Больше про этот инцидент не было написано ни слова.

Записи в тетради кончались датой: «9 октября 1960 г.». Кусакин закончил мемуары в день моего рождения. Мистика? Да нет, просто совпадение.

25

Мне запретила заниматься делом Паксеева, но в библиотеку-то никто ходить не запретил. Тягу к знаниям у советского человека не отбить, а библиотека – это храм науки и знаний.

Утром в понедельник я был у Натальи.

– Привет! Я заказывал книгу про руны. Ты ничего не подобрала?

– Здравствуйте, Андрей Николаевич. – Наталья доброжелательно улыбнулась. – Про руны, к сожалению, ни у нас, ни в областной библиотеке ничего нет.

На Наталье Антоновой сегодня была светлая блузка с узким черным бантом. Смотрелось очень элегантно, по-городскому.

– Наташа, а ты на меня жабу за колготки не таишь?

Она с деланым равнодушием пожала плечами:

– Колготки как колготки. На мне бы, конечно, лучше смотрелись, чем на Инге.

– Погоди, а ты что, видела, как они на ней смотрятся? Что же получается, холода еще не наступили, а она уже в них на работу пришла?

– Нет, конечно. Она только упаковку от них принесла и всем показала. Красивая вещь, что говорить! Андрей Николаевич, правда, что эти колготки пятьдесят рублей стоят?

– У них нет госцены, а на барахолке такие колготки идут по четвертному. Инга в два раза цену накинула. Хорошо хоть не сто рублей загнула. Так ты на меня из-за колготок не в претензии?

– Нет, конечно… Андрей Николаевич, папа сказал, что эти колготки вовсе никакой не подарок, а «черная метка», «торпеда». Он говорит: «У нас на лесоповале иногда тоже такие «подарки» делали.
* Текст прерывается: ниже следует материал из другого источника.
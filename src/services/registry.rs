//! Service registry
//!
//! Ordered, immutable map from service name to its probe capability. Order is
//! registration order, which is also the order of every health report.

use std::sync::Arc;

use sea_orm::DatabaseConnection;

use super::RegisteredService;
use super::probes::{DatabaseProbe, TableProbe};

/// Tables owned by this service, always probed
pub const CORE_TABLES: [&str; 3] = ["system_integrations", "data_sync_jobs", "analytics_events"];

/// Error type for registry operations
#[derive(Debug, Clone, thiserror::Error)]
pub enum RegistryError {
    #[error("Service '{name}' is already registered")]
    DuplicateService { name: String },
    #[error("Service '{name}' not found")]
    ServiceNotFound { name: String },
    #[error("Invalid table name '{name}'")]
    InvalidTable { name: String },
}

#[derive(Clone, Default)]
pub struct ServiceRegistry {
    entries: Vec<(String, Arc<dyn RegisteredService>)>,
}

impl ServiceRegistry {
    pub fn builder() -> ServiceRegistryBuilder {
        ServiceRegistryBuilder::default()
    }

    /// Registry with the store probes: the database itself, each table this
    /// service owns, then the extra tables in the order given.
    pub fn with_store_probes(
        db: DatabaseConnection,
        extra_tables: &[String],
    ) -> Result<Self, RegistryError> {
        let mut builder =
            Self::builder().register("database", Arc::new(DatabaseProbe::new(db.clone())))?;

        let tables = CORE_TABLES
            .iter()
            .map(|table| table.to_string())
            .chain(
                extra_tables
                    .iter()
                    .filter(|table| !CORE_TABLES.contains(&table.as_str()))
                    .cloned(),
            );

        for table in tables {
            let probe = TableProbe::new(db.clone(), &table)
                .map_err(|_| RegistryError::InvalidTable { name: table.clone() })?;
            builder = builder.register(table, Arc::new(probe))?;
        }

        Ok(builder.build())
    }

    /// Service names in registry order
    pub fn names(&self) -> Vec<&str> {
        self.entries.iter().map(|(name, _)| name.as_str()).collect()
    }

    pub fn get(&self, name: &str) -> Result<Arc<dyn RegisteredService>, RegistryError> {
        self.entries
            .iter()
            .find(|(entry, _)| entry == name)
            .map(|(_, service)| Arc::clone(service))
            .ok_or_else(|| RegistryError::ServiceNotFound {
                name: name.to_string(),
            })
    }

    pub fn iter(&self) -> impl Iterator<Item = (&str, &Arc<dyn RegisteredService>)> {
        self.entries
            .iter()
            .map(|(name, service)| (name.as_str(), service))
    }

    pub fn len(&self) -> usize {
        self.entries.len()
    }

    pub fn is_empty(&self) -> bool {
        self.entries.is_empty()
    }
}

impl std::fmt::Debug for ServiceRegistry {
    fn fmt(&self, f: &mut std::fmt::Formatter<'_>) -> std::fmt::Result {
        f.debug_struct("ServiceRegistry")
            .field("services", &self.names())
            .finish()
    }
}

#[derive(Default)]
pub struct ServiceRegistryBuilder {
    entries: Vec<(String, Arc<dyn RegisteredService>)>,
}

impl ServiceRegistryBuilder {
    /// Append a service; names must be unique
    pub fn register(
        mut self,
        name: impl Into<String>,
        service: Arc<dyn RegisteredService>,
    ) -> Result<Self, RegistryError> {
        let name = name.into();
        if self.entries.iter().any(|(existing, _)| *existing == name) {
            return Err(RegistryError::DuplicateService { name });
        }
        self.entries.push((name, service));
        Ok(self)
    }

    pub fn build(self) -> ServiceRegistry {
        ServiceRegistry {
            entries: self.entries,
        }
    }
}

#[cfg(test)]
mod tests {
    use super::*;

    struct Present;

    impl RegisteredService for Present {}

    #[test]
    fn test_registration_order_preserved() {
        let registry = ServiceRegistry::builder()
            .register("members", Arc::new(Present))
            .unwrap()
            .register("events", Arc::new(Present))
            .unwrap()
            .register("donations", Arc::new(Present))
            .unwrap()
            .build();

        assert_eq!(registry.names(), vec!["members", "events", "donations"]);
        assert_eq!(registry.len(), 3);
        assert!(registry.get("events").is_ok());
        assert!(matches!(
            registry.get("library"),
            Err(RegistryError::ServiceNotFound { .. })
        ));
    }

    #[test]
    fn test_duplicate_names_rejected() {
        let result = ServiceRegistry::builder()
            .register("members", Arc::new(Present))
            .unwrap()
            .register("members", Arc::new(Present));

        assert!(matches!(
            result,
            Err(RegistryError::DuplicateService { name }) if name == "members"
        ));
    }
}
//! SystemIntegration entity model
//!
//! SeaORM entity for the system_integrations table, the registry of internal,
//! external and third-party endpoints that sync jobs run against.

use sea_orm::ActiveModelBehavior;
use sea_orm::entity::prelude::*;
use sea_orm::prelude::DateTimeWithTimeZone;
use serde_json::Value as JsonValue;
use uuid::Uuid;

#[derive(Clone, Debug, PartialEq, DeriveEntityModel)]
#[sea_orm(table_name = "system_integrations")]
pub struct Model {
    #[sea_orm(primary_key, auto_increment = false)]
    pub id: Uuid,

    /// Unique display name, also the listing sort key
    #[sea_orm(unique)]
    pub name: String,

    /// One of internal, external, third_party
    pub integration_type: String,

    /// One of active, inactive, error
    pub status: String,

    pub endpoint: Option<String>,

    /// AES-256-GCM ciphertext of the API key, see `crate::crypto`
    pub api_key_ciphertext: Option<Vec<u8>>,

    /// Opaque key-value configuration
    #[sea_orm(column_type = "JsonBinary")]
    pub configuration: JsonValue,

    pub last_sync: Option<DateTimeWithTimeZone>,

    pub error_count: i32,

    pub created_at: DateTimeWithTimeZone,

    pub updated_at: DateTimeWithTimeZone,
}

#[derive(Copy, Clone, Debug, EnumIter, DeriveRelation)]
pub enum Relation {
    #[sea_orm(has_many = "super::data_sync_job::Entity")]
    DataSyncJobs,
}

impl Related<super::data_sync_job::Entity> for Entity {
    fn to() -> RelationDef {
        Relation::DataSyncJobs.def()
    }
}

impl ActiveModelBehavior for ActiveModel {}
Если человек не понимал, то его деревом придавливало».

– Какой умный у тебя папа! – восхитился я. – Как он догадался?

– Говорит, что по глазам. Я тоже догадалась, что Инга сама боится этого подарка. Боится, но всем показывает.

– Наташа, я понимаю, твой отец – человек бывалый, он много на своем веку повидал, а как ты догадалась? Это ведь действительно не совсем подарок. Больше всего это на «торпеду» похоже.

– Инга на втором этаже мыла мой коридор, а сейчас, после колготок, решила поменяться и мыть в Малом зале сцену. У меня же ей просто – помыла и пошла домой, а в Малом зале придется ждать конца репетиций. У нее ребенок маленький. Я позвала ее в библиотеку и говорю: «Не майся дурью, оставь все, как есть. Я на подарки от Андрея Николаевича не рассчитываю, так что ты мне ничего не должна».

– Зная Ингу, могу предположить, что «спасибо» она тебе не сказала.

– Конечно, нет. Она не знает таких слов, но меняться полами не стала. Андрей Николаевич, а что такое «торпеда» и как ее вшивают? Я у папы спрашивала, он ничего не стал рассказывать.

«Как приятно играть в познавательные игры!»

– Наташа, я видел здесь книгу на эту тему. Не веришь? Пойдем покажу.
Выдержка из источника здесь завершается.